Lekh Juneja, né en Inde, est l’un des rares patrons d’origine étrangère au Japon, où il dirige une célèbre marque de galettes de riz : face au déclin démographique, l’archipel doit miser sur l’immigration pour retrouver son dynamisme économique, affirme-t-il dans un entretien à l’AFP.
En dépit d’un vieillissement inexorable de sa population active, le pays reste notoirement rétif à l’accueil de travailleurs étrangers, et cherche depuis trois décennies à relancer sa croissance atone.
« Il y a quarante ans, je suis venu au Japon parce que le pays tutoyait le premier rang mondial en termes de PIB, il était en plein boom », se souvient M. Juneja, 72 ans.

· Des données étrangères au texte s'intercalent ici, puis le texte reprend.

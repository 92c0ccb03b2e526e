pub mod load;
pub mod types;

pub use load::{load_listing, load_market};
pub use types::{ListingData, MarketSnapshot, ResponseTime, SubRatings};
use chrono::{DateTime, Utc};
use clap::{Parser, ValueEnum};
use std::path::PathBuf;
use std::time::Instant;

use listing_grader::scoring::{GradeResult, ScoringVersion};

const EXIT_SUCCESS: i32 = 0;
const EXIT_INPUT: i32 = 1;
const EXIT_VALIDATION: i32 = 2;
const EXIT_CONFIG: i32 = 4;

#[derive(Debug, Clone, Copy, PartialEq, Eq, ValueEnum)]
enum Profile {
    /// Original 6-factor content profile
    Legacy,
    /// Current 8-factor ranking-aligned profile
    Aligned,
}

impl From<Profile> for ScoringVersion {
    fn from(profile: Profile) -> Self {
        match profile {
            Profile::Legacy => ScoringVersion::Legacy,
            Profile::Aligned => ScoringVersion::Aligned,
        }
    }
}

#[derive(Parser, Debug)]
#[command(name = "listing-grader")]
#[command(about = "Rental listing visibility scoring CLI", long_about = None)]
#[command(version)]
struct Cli {
    /// Listing JSON files to grade ("-" reads one listing from stdin)
    #[arg(required = true)]
    files: Vec<String>,

    /// Scoring profile to use when no config file overrides it
    #[arg(short, long, value_enum, default_value_t = Profile::Aligned)]
    profile: Profile,

    /// Path to config file (defaults to ~/.config/listing-grader/config.yaml)
    #[arg(short, long)]
    config: Option<PathBuf>,

    /// Market snapshot JSON for pricing and percentile comparison
    #[arg(short, long)]
    market: Option<PathBuf>,

    /// Emit JSON instead of the text report
    #[arg(long)]
    json: bool,

    /// Reference time as RFC 3339 (defaults to the current time)
    #[arg(long)]
    reference_time: Option<String>,

    /// Enable verbose logging
    #[arg(short, long)]
    verbose: bool,
}

fn main() {
    let cli = Cli::parse();
    let start_time = Instant::now();

    // One reference time for the whole run, so multi-file output is
    // mutually consistent.
    let now: DateTime<Utc> = match &cli.reference_time {
        Some(raw) => match raw.parse() {
            Ok(t) => t,
            Err(e) => {
                eprintln!("Invalid --reference-time '{}': {}", raw, e);
                std::process::exit(EXIT_INPUT);
            }
        },
        None => Utc::now(),
    };

    let config = match listing_grader::scoring::load_config(cli.config.clone(), cli.profile.into())
    {
        Ok(c) => c,
        Err(e) => {
            eprintln!("Config error: {}", e);
            std::process::exit(EXIT_CONFIG);
        }
    };

    if let Err(errors) = listing_grader::scoring::validate_config(&config) {
        eprintln!("Config errors:");
        for error in errors {
            eprintln!("  - {}", error);
        }
        std::process::exit(EXIT_CONFIG);
    }

    let market = match &cli.market {
        Some(path) => match listing_grader::listing::load_market(path) {
            Ok(m) => Some(m),
            Err(e) => {
                eprintln!("Market error: {}", e);
                std::process::exit(EXIT_INPUT);
            }
        },
        None => None,
    };

    if cli.verbose {
        eprintln!(
            "Grading {} listing(s) with the {:?} profile",
            cli.files.len(),
            config.version
        );
    }

    let mut results: Vec<GradeResult> = Vec::with_capacity(cli.files.len());
    for file in &cli.files {
        let listing = match listing_grader::listing::load_listing(file) {
            Ok(l) => l,
            Err(e) => {
                eprintln!("Input error: {:#}", e);
                std::process::exit(EXIT_INPUT);
            }
        };

        match listing_grader::scoring::grade_listing(&listing, &config, market.as_ref(), now) {
            Ok(result) => {
                if cli.verbose {
                    eprintln!(
                        "  {}: {} ({})",
                        result.listing_id, result.overall_score, result.grade
                    );
                }
                results.push(result);
            }
            Err(e) => {
                eprintln!("{}", e);
                std::process::exit(EXIT_VALIDATION);
            }
        }
    }

    if cli.json {
        match listing_grader::output::format_json(&results) {
            Ok(json) => println!("{}", json),
            Err(e) => {
                eprintln!("Output error: {}", e);
                std::process::exit(EXIT_INPUT);
            }
        }
    } else {
        let use_colors = listing_grader::output::should_use_colors();
        let reports: Vec<String> = results
            .iter()
            .map(|r| listing_grader::output::format_report(r, use_colors))
            .collect();
        println!("{}", reports.join("\n\n"));
    }

    if cli.verbose {
        eprintln!();
        eprintln!(
            "Graded {} listing(s) in {:?}",
            results.len(),
            start_time.elapsed()
        );
    }

    std::process::exit(EXIT_SUCCESS);
}
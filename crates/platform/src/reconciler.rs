//! Periodic function container health reconciliation.
//!
//! Detects drift between declared ready state and observed container
//! health. The reconciler may only demote ready functions to error; it
//! never promotes, never deletes records and never touches containers —
//! recovery is CreateFunction's sole authority.

use std::{sync::Arc, time::Duration};

use tokio::{task::JoinHandle, time::MissedTickBehavior};
use tokio_util::sync::CancellationToken;
use tracing::{debug, info, warn};

use crate::{
    docker::ContainerRuntime,
    functionconfig::{FunctionRecord, FunctionState, FunctionStatus},
    store::{FunctionFilter, LocalStore},
};

pub const UNHEALTHY_MESSAGE: &str = "Container is not healthy";

pub struct HealthReconciler {
    store: Arc<LocalStore>,
    runtime: Arc<dyn ContainerRuntime>,
    namespaces: Vec<String>,
    interval: Duration,
    check_timeout: Duration,
}

impl HealthReconciler {
    pub fn new(
        store: Arc<LocalStore>,
        runtime: Arc<dyn ContainerRuntime>,
        namespaces: Vec<String>,
        interval: Duration,
        check_timeout: Duration,
    ) -> Self {
        Self {
            store,
            runtime,
            namespaces,
            interval,
            check_timeout,
        }
    }

    /// Run sweeps until cancelled. Sweeps are serial; when one outruns the
    /// interval the missed ticks are dropped, not queued.
    pub fn spawn(self: Arc<Self>, cancel: CancellationToken) -> JoinHandle<()> {
        tokio::spawn(async move {
            let mut ticker = tokio::time::interval(self.interval);
            ticker.set_missed_tick_behavior(MissedTickBehavior::Skip);
            // first tick fires after one full interval
            ticker.reset();

            loop {
                tokio::select! {
                    _ = cancel.cancelled() => {
                        info!("Function health reconciler stopped");
                        return;
                    }
                    _ = ticker.tick() => {
                        self.sweep().await;
                    }
                }
            }
        })
    }

    /// One pass over all ready functions. Failures on individual functions
    /// are logged and never abort the sweep.
    pub async fn sweep(&self) {
        let mut marked_unhealthy = 0usize;
        let mut failed_to_mark = 0usize;

        for namespace in &self.namespaces {
            let functions = self
                .store
                .get_functions(&FunctionFilter {
                    namespace: Some(namespace.clone()),
                    name: None,
                })
                .await;

            for record in functions {
                // only declared-ready functions are checked; building and
                // errored records are left alone
                if record.status.state != FunctionState::Ready {
                    continue;
                }

                let container_name = record.config.meta.container_name();
                match self
                    .runtime
                    .await_container_health(&container_name, self.check_timeout)
                    .await
                {
                    Ok(()) => {
                        debug!(
                            function = %record.unique_id(),
                            container = %container_name,
                            "Function container is healthy"
                        );
                    }
                    Err(err) => {
                        warn!(
                            function = %record.unique_id(),
                            container = %container_name,
                            error = format!("{:#}", err),
                            "Function container is not healthy, marking function as errored"
                        );
                        if self.mark_unhealthy(record).await {
                            marked_unhealthy += 1;
                        } else {
                            failed_to_mark += 1;
                        }
                    }
                }
            }
        }

        if marked_unhealthy > 0 {
            info!(count = marked_unhealthy, "Marked functions as unhealthy");
        }
        if failed_to_mark > 0 {
            warn!(count = failed_to_mark, "Failed to mark functions as unhealthy");
        }
    }

    async fn mark_unhealthy(&self, mut record: FunctionRecord) -> bool {
        record.status = FunctionStatus {
            state: FunctionState::Error,
            message: UNHEALTHY_MESSAGE.to_string(),
            ..Default::default()
        };
        let unique_id = record.unique_id();
        match self.store.create_or_update_function(record).await {
            Ok(()) => true,
            Err(err) => {
                warn!(
                    function = %unique_id,
                    error = %err,
                    "Failed to record unhealthy function state"
                );
                false
            }
        }
    }
}
#[derive(Debug, Clone, Default)]
pub struct ContainerInfo {
    pub id: String,
    pub name: String,
    pub labels: HashMap<String, String>,
    /// Keyed by `<port>/<proto>`, e.g. `8080/tcp`.
    pub port_bindings: HashMap<String, Vec<ContainerPortBinding>>,
}

impl ContainerInfo {
    /// Host port bound to the function's HTTP trigger port, if any.
    pub fn http_host_port(&self) -> Option<u16> {
        self.port_bindings
            .get(HTTP_PORT_BINDING_KEY)?
            .first()?
            .host_port
            .parse()
            .ok()
    }
}

#[async_trait]
pub trait ContainerRuntime: Send + Sync {
    /// Create and start a container, returning its id.
    async fn run_container(&self, image: &str, options: RunContainerOptions) -> Result<String>;

    /// Force-remove a container. Errors if it does not exist.
    async fn remove_container(&self, id_or_name: &str) -> Result<()>;

    async fn get_containers(&self, options: GetContainerOptions) -> Result<Vec<ContainerInfo>>;

    /// Wait until the container reports healthy (or, for images without a
    /// healthcheck, running). Errors on timeout or when the container
    /// exits first.
    async fn await_container_health(&self, id_or_name: &str, timeout: Duration) -> Result<()>;

    /// Last log lines of a container, stdout and stderr interleaved.
    async fn get_container_logs(&self, id_or_name: &str) -> Result<String>;

    /// Load an image archive into the runtime.
    async fn load_image(&self, archive_path: &Path) -> Result<()>;
}

pub struct DockerRuntime {
    docker: Docker,
}

impl DockerRuntime {
    /// Connect to the default Docker socket.
    pub fn new() -> Result<Self> {
        let docker =
            Docker::connect_with_local_defaults().context("Failed to connect to Docker daemon")?;
        Ok(Self { docker })
    }

    /// Connect to a specific Docker address.
    ///
    /// Supported address formats:
    /// - Unix socket: `unix:///var/run/docker.sock` or `/var/run/docker.sock`
    /// - HTTP: `http://localhost:2375` or `tcp://localhost:2375`
    /// - HTTPS: `https://localhost:2376` (requires TLS setup)
    pub fn with_address(address: &str) -> Result<Self> {
        let docker = if address.starts_with("http://") || address.starts_with("tcp://") {
            let addr = address
                .trim_start_matches("http://")
                .trim_start_matches("tcp://");
            Docker::connect_with_http(
                &format!("http://{}", addr),
                120,
                bollard::API_DEFAULT_VERSION,
            )
            .context("Failed to connect to Docker daemon via HTTP")?
        } else if address.starts_with("https://") {
            // picks up DOCKER_HOST / DOCKER_CERT_PATH env vars
            Docker::connect_with_defaults()
                .context("Failed to connect to Docker daemon via HTTPS")?
        } else {
            let socket_path = address.trim_start_matches("unix://");
            Docker::connect_with_socket(socket_path, 120, bollard::API_DEFAULT_VERSION)
                .context("Failed to connect to Docker daemon via Unix socket")?
        };
        Ok(Self { docker })
    }
}
//! Function, project and function-event records.
//!
//! A function is addressed by `(namespace, name)`. Its declarative spec is
//! also serialized into the container labels on every deploy, so the
//! container runtime remains a ground-truth copy of the configuration even
//! if the record store is lost.

use std::collections::HashMap;

use serde::{Deserialize, Serialize};

use crate::logstream::LogEntry;

pub const MIB: usize = 1 << 20;

/// Hard bound on `status.message`, regardless of storage backend.
pub const MAX_STATUS_MESSAGE_BYTES: usize = 4 * MIB;

pub const PLATFORM_NAME: &str = "local";

pub const LABEL_PLATFORM: &str = "nuclio.io/platform";
pub const LABEL_NAMESPACE: &str = "nuclio.io/namespace";
pub const LABEL_FUNCTION_NAME: &str = "nuclio.io/function-name";
pub const LABEL_FUNCTION_SPEC: &str = "nuclio.io/function-spec";
pub const LABEL_ANNOTATIONS: &str = "nuclio.io/annotations";
pub const LABEL_PROJECT_NAME: &str = "nuclio.io/project-name";

#[derive(Debug, Clone, Default, PartialEq, Serialize, Deserialize)]
pub struct FunctionMeta {
    #[serde(default)]
    pub name: String,
    #[serde(default)]
    pub namespace: String,
    #[serde(default, skip_serializing_if = "HashMap::is_empty")]
    pub labels: HashMap<String, String>,
    #[serde(default, skip_serializing_if = "HashMap::is_empty")]
    pub annotations: HashMap<String, String>,
}

impl FunctionMeta {
    pub fn new(namespace: impl Into<String>, name: impl Into<String>) -> Self {
        Self {
            name: name.into(),
            namespace: namespace.into(),
            ..Default::default()
        }
    }

    /// Globally unique identity, used as the record store key.
    pub fn unique_id(&self) -> String {
        format!("{}:{}", self.namespace, self.name)
    }

    pub fn is_complete(&self) -> bool {
        !self.name.is_empty() && !self.namespace.is_empty()
    }

    /// Deterministic container name for this identity.
    pub fn container_name(&self) -> String {
        format!("{}-{}", self.namespace, self.name)
    }
}

#[derive(Debug, Clone, Default, PartialEq, Serialize, Deserialize)]
#[serde(rename_all = "camelCase")]
pub struct Volume {
    pub host_path: String,
    pub mount_path: String,
}

#[derive(Debug, Clone, Default, PartialEq, Serialize, Deserialize)]
#[serde(rename_all = "camelCase")]
pub struct FunctionSpec {
    #[serde(default)]
    pub image: String,
    #[serde(default, skip_serializing_if = "HashMap::is_empty")]
    pub env: HashMap<String, String>,
    #[serde(default, skip_serializing_if = "Vec::is_empty")]
    pub volumes: Vec<Volume>,
    /// Desired host HTTP port. When unset the port of the previous
    /// deployment is reused, falling back to an ephemeral port.
    #[serde(default, skip_serializing_if = "Option::is_none")]
    pub http_port: Option<u16>,
    /// Zero means the platform default (60s).
    #[serde(default)]
    pub readiness_timeout_seconds: u64,
    #[serde(default, skip_serializing_if = "Option::is_none")]
    pub network: Option<String>,
    /// Registries are stripped by the local backend, which has none.
    #[serde(default, skip_serializing_if = "Option::is_none")]
    pub run_registry: Option<String>,
    #[serde(default, skip_serializing_if = "Option::is_none")]
    pub build_registry: Option<String>,
}

#[derive(Debug, Clone, Default, PartialEq, Serialize, Deserialize)]
pub struct FunctionConfig {
    #[serde(rename = "metadata")]
    pub meta: FunctionMeta,
    #[serde(default)]
    pub spec: FunctionSpec,
}

#[derive(Debug, Clone, Copy, Default, PartialEq, Eq, Serialize, Deserialize)]
#[serde(rename_all = "lowercase")]
pub enum FunctionState {
    /// Transient: a deployment is in flight for this identity.
    #[default]
    Building,
    /// The container existed and reported healthy at deploy time.
    Ready,
    /// Terminal failure; `message` carries the formatted error chain.
    Error,
}

#[derive(Debug, Clone, Default, Serialize, Deserialize)]
pub struct FunctionStatus {
    #[serde(default)]
    pub state: FunctionState,
    #[serde(default, rename = "httpPort")]
    pub http_port: u16,
    #[serde(default, skip_serializing_if = "String::is_empty")]
    pub message: String,
    #[serde(default, skip_serializing_if = "Vec::is_empty")]
    pub logs: Vec<LogEntry>,
}

/// The authoritative record for one function.
#[derive(Debug, Clone, Default, Serialize, Deserialize)]
pub struct FunctionRecord {
    pub config: FunctionConfig,
    #[serde(default)]
    pub status: FunctionStatus,
}

impl FunctionRecord {
    pub fn unique_id(&self) -> String {
        self.config.meta.unique_id()
    }

    pub fn state(&self) -> FunctionState {
        self.status.state
    }
}

#[derive(Debug, Clone, Default, PartialEq, Serialize, Deserialize)]
pub struct ProjectMeta {
    #[serde(default)]
    pub name: String,
    #[serde(default)]
    pub namespace: String,
    #[serde(default, skip_serializing_if = "HashMap::is_empty")]
    pub labels: HashMap<String, String>,
}

impl ProjectMeta {
    pub fn unique_id(&self) -> String {
        format!("{}:{}", self.namespace, self.name)
    }
}

#[derive(Debug, Clone, Default, PartialEq, Serialize, Deserialize)]
pub struct ProjectSpec {
    #[serde(default, skip_serializing_if = "Option::is_none")]
    pub description: Option<String>,
}

/// A labeling grouping over functions and events.
#[derive(Debug, Clone, Default, Serialize, Deserialize)]
pub struct ProjectConfig {
    #[serde(rename = "metadata")]
    pub meta: ProjectMeta,
    #[serde(default)]
    pub spec: ProjectSpec,
}

#[derive(Debug, Clone, Default, PartialEq, Serialize, Deserialize)]
pub struct FunctionEventMeta {
    #[serde(default)]
    pub name: String,
    #[serde(default)]
    pub namespace: String,
    /// Association to a function goes through the
    /// `nuclio.io/function-name` label.
    #[serde(default, skip_serializing_if = "HashMap::is_empty")]
    pub labels: HashMap<String, String>,
}

impl FunctionEventMeta {
    pub fn unique_id(&self) -> String {
        format!("{}:{}", self.namespace, self.name)
    }
}

#[derive(Debug, Clone, Default, PartialEq, Serialize, Deserialize)]
#[serde(rename_all = "camelCase")]
pub struct FunctionEventSpec {
    #[serde(default)]
    pub trigger_name: String,
    #[serde(default)]
    pub trigger_kind: String,
    #[serde(default, skip_serializing_if = "String::is_empty")]
    pub body: String,
    #[serde(default, skip_serializing_if = "HashMap::is_empty")]
    pub attributes: HashMap<String, serde_json::Value>,
}

/// A saved invocation template. Not executable by itself.
#[derive(Debug, Clone, Default, Serialize, Deserialize)]
pub struct FunctionEventConfig {
    #[serde(rename = "metadata")]
    pub meta: FunctionEventMeta,
    #[serde(default)]
    pub spec: FunctionEventSpec,
}

/// Enforce the status message bound in place, respecting char boundaries.
pub fn truncate_status_message(message: &mut String) {
    if message.len() <= MAX_STATUS_MESSAGE_BYTES {
        return;
    }
    let mut end = MAX_STATUS_MESSAGE_BYTES;
    while !message.is_char_boundary(end) {
        end -= 1;
    }
    message.truncate(end);
}

#[cfg(test)]
mod tests {
    use super::*;

    #[test]
    fn test_unique_id_and_container_name() {
        let meta = FunctionMeta::new("nuclio", "echo");
        assert_eq!(meta.unique_id(), "nuclio:echo");
        assert_eq!(meta.container_name(), "nuclio-echo");
        assert!(meta.is_complete());
        assert!(!FunctionMeta::new("", "echo").is_complete());
    }

    #[test]
    fn test_state_serializes_lowercase() {
        assert_eq!(
            serde_json::to_string(&FunctionState::Ready).unwrap(),
            "\"ready\""
        );
        assert_eq!(
            serde_json::from_str::<FunctionState>("\"error\"").unwrap(),
            FunctionState::Error
        );
    }

    #[test]
    fn test_spec_roundtrip_camel_case() {
        let spec = FunctionSpec {
            image: "echo:1".to_string(),
            http_port: Some(9000),
            readiness_timeout_seconds: 10,
            ..Default::default()
        };
        let encoded = serde_json::to_string(&spec).unwrap();
        assert!(encoded.contains("\"httpPort\":9000"));
        assert!(encoded.contains("\"readinessTimeoutSeconds\":10"));
        let decoded: FunctionSpec = serde_json::from_str(&encoded).unwrap();
        assert_eq!(decoded, spec);
    }

    #[test]
    fn test_truncate_status_message() {
        let mut short = "all good".to_string();
        truncate_status_message(&mut short);
        assert_eq!(short, "all good");

        let mut long = "x".repeat(MAX_STATUS_MESSAGE_BYTES + 10);
        truncate_status_message(&mut long);
        assert_eq!(long.len(), MAX_STATUS_MESSAGE_BYTES);

        // multi-byte char straddling the bound must not split
        let mut multibyte = "x".repeat(MAX_STATUS_MESSAGE_BYTES - 1);
        multibyte.push('é');
        multibyte.push_str("tail");
        truncate_status_message(&mut multibyte);
        assert!(multibyte.len() <= MAX_STATUS_MESSAGE_BYTES);
        assert!(multibyte.is_char_boundary(multibyte.len()));
    }
}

Scientifique en biotechnologie, il est aujourd’hui directeur général de Kameda, le géant japonais des « senbei » (biscuits salés traditionnels de riz gluant).
A un moment donné, « le Japon s’est dit qu’il avait déjà tout obtenu, l’envie de s’intégrer dans la mondialisation s’est estompé », déplore M. Juneja lors d’un entretien au siège de Kameda à Niigata (centre-ouest), au coeur du Japon rizicole.
Fierté nationale, Kameda a grossi à l’unisson du boom du Japon d’après-guerre, multipliant ses revenus par dix entre 1965 et 1974 : il est devenu si populaire que son nom a fini par être synonyme des « senbei » dont raffolent les Japonais.
A la fin des années 1980, les entreprises nippones dominaient le top 10 mondial en termes de capitalisation boursière. Aujourd’hui, aucune ne figure plus dans la liste.
Et le pays qui a vu naître le Walkman, le train à grande vitesse et Super Mario ne donne plus le ton en matière de technologie, dépassé par la Silicon Valley, la Corée du Sud et la Chine.
-« Etat d’esprit »-
Après maints plans de relance peu efficaces, le nouveau Premier ministre Shigeru Ishiba vient de lancer un nouveau programme massif pour doper l’innovation technologique mais aussi pour enrayer l' »urgence silencieuse » démographique.
En raison d’une natalité déficiente, le pays devrait voir sa population diminuer de près d’un tiers au cours du prochain demi-siècle : les entreprises ont déjà du mal à pourvoir les postes vacants.
Bien qu’il ait assoupli ses règles ces dernières années, le Japon ne se résout pas vraiment à recourir à l’immigration pour combler ses besoins de main-d’oeuvre.
Pourtant, la quatrième économie mondiale « n’a pas d’autre choix » que d’accueillir davantage d’immigrants, insiste Lekh Juneja.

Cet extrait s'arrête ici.